# What to do
Go through the records and report each line in which the word "lines" occurs.

------------

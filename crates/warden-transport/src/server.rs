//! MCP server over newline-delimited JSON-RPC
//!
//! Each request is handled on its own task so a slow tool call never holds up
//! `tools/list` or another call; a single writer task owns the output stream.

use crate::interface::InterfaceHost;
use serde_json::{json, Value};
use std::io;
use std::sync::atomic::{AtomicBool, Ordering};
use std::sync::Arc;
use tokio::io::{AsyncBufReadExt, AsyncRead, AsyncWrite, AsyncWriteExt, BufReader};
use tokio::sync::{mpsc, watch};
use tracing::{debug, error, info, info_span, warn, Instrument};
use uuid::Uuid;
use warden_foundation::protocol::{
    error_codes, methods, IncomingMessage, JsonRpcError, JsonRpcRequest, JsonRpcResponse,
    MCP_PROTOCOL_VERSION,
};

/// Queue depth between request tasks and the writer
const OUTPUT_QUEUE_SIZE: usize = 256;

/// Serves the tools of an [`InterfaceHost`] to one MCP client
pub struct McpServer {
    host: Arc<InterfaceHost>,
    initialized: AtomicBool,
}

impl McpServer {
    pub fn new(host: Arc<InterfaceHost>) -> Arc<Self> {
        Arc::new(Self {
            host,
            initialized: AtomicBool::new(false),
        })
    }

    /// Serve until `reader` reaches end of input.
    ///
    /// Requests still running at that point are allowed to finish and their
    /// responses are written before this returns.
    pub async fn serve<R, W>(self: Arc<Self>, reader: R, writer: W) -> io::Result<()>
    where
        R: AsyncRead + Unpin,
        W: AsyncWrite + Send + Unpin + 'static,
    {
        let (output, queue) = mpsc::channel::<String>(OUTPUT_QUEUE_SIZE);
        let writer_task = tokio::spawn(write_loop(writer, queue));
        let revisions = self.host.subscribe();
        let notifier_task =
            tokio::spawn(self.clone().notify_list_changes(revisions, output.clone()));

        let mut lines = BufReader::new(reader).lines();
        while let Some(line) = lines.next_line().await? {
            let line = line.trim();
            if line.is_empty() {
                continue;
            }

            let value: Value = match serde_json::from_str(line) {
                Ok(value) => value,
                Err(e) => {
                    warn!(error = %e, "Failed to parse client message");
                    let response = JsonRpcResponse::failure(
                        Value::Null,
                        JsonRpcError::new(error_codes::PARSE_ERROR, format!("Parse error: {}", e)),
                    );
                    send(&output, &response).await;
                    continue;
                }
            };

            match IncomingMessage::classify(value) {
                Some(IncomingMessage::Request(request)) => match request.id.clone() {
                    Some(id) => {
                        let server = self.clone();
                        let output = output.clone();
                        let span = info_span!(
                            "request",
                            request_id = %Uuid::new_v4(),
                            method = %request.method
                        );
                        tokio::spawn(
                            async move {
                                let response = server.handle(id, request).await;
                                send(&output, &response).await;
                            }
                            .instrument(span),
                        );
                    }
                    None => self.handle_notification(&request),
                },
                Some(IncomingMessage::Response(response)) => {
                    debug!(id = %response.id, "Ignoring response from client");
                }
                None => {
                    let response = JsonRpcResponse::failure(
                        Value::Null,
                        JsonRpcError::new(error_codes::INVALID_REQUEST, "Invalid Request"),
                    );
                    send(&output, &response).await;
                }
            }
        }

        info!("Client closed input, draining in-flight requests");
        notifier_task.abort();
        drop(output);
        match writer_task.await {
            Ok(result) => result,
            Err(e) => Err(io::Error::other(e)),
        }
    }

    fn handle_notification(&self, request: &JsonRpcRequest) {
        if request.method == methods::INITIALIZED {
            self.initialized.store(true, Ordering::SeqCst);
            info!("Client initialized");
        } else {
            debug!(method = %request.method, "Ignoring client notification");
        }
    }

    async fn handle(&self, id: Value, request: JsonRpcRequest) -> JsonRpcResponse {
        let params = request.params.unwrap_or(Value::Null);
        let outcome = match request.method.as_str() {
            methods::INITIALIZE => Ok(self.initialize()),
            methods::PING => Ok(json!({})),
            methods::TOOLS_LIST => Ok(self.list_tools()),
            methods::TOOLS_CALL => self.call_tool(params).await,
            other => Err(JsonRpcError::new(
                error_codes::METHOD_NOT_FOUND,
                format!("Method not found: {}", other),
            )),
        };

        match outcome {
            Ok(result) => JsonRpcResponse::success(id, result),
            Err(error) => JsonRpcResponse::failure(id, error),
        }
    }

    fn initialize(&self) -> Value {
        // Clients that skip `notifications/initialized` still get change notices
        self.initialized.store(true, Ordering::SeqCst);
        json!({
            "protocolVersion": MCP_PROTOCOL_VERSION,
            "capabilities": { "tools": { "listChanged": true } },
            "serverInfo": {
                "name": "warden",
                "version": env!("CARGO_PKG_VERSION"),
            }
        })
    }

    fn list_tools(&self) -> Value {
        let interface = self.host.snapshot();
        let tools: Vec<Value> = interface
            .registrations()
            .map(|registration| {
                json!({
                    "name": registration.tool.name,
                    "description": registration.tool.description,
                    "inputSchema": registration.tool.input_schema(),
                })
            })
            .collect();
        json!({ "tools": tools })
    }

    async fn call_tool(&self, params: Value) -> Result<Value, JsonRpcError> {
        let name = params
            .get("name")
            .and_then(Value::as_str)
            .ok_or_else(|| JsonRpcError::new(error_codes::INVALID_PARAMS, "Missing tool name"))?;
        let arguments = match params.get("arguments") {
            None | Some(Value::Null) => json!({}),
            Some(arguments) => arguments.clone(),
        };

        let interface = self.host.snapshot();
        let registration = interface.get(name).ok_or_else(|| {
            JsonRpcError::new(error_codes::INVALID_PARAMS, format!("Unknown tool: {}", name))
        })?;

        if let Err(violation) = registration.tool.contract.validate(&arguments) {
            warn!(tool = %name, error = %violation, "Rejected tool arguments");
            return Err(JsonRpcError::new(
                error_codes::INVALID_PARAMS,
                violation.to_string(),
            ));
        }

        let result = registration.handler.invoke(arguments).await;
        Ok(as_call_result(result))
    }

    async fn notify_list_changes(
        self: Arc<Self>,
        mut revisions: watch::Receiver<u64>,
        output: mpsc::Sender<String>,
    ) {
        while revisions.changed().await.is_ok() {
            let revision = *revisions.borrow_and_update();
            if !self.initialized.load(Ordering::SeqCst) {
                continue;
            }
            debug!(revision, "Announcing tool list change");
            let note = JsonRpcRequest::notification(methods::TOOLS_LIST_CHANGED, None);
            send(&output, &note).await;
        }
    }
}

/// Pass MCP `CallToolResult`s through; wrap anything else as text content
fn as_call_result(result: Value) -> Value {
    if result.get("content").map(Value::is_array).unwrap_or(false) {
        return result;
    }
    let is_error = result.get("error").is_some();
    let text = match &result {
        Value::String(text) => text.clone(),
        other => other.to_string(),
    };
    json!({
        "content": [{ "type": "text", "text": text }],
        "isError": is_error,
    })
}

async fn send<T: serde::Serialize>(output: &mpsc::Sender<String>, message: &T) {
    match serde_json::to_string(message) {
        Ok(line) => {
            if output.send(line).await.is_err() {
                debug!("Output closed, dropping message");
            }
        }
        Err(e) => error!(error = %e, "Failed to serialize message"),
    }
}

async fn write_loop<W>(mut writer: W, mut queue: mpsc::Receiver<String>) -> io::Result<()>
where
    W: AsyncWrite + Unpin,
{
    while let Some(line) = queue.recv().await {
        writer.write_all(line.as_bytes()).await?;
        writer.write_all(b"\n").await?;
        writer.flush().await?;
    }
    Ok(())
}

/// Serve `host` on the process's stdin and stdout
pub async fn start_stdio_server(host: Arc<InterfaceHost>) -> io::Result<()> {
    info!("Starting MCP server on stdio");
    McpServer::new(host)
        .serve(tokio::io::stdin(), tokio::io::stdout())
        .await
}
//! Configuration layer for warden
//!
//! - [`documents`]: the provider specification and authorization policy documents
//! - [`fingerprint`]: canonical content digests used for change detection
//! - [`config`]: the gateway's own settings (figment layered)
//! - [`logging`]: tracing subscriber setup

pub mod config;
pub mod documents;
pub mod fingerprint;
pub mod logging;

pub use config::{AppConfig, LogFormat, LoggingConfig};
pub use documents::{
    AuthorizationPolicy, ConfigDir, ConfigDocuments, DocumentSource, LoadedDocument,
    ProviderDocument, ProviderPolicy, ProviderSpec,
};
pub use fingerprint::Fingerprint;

------------

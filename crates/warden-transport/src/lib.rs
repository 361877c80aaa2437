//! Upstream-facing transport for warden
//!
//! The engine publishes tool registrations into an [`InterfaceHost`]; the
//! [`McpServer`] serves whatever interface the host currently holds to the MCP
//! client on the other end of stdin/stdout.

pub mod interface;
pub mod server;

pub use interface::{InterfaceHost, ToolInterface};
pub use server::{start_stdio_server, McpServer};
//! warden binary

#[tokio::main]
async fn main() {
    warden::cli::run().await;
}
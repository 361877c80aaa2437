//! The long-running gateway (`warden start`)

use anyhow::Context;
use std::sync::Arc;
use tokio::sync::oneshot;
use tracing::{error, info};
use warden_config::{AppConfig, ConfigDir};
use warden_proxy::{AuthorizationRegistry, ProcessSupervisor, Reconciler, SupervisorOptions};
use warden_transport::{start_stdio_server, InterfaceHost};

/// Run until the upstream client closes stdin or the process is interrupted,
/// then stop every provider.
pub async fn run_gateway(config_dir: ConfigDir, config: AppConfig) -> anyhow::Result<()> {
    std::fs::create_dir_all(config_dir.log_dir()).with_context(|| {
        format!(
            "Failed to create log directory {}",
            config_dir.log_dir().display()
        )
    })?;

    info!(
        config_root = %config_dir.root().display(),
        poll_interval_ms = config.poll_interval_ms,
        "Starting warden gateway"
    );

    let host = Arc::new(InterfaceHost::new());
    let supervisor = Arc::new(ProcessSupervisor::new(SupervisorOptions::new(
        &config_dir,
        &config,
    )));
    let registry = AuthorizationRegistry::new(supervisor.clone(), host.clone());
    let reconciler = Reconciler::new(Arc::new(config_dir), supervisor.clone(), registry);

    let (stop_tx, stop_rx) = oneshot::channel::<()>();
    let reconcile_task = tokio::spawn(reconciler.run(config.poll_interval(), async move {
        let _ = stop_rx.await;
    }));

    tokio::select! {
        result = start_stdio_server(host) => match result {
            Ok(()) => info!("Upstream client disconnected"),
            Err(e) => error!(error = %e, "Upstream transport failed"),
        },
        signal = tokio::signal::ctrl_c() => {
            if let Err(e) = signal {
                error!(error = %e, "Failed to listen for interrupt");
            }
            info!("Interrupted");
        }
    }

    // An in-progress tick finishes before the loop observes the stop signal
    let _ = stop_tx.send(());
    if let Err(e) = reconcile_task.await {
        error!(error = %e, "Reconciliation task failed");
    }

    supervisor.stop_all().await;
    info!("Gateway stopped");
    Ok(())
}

------------

# Solution for this problem
        let mut lines = BufReader::new(reader).lines();
        while let Some(line) = lines.next_line().await? {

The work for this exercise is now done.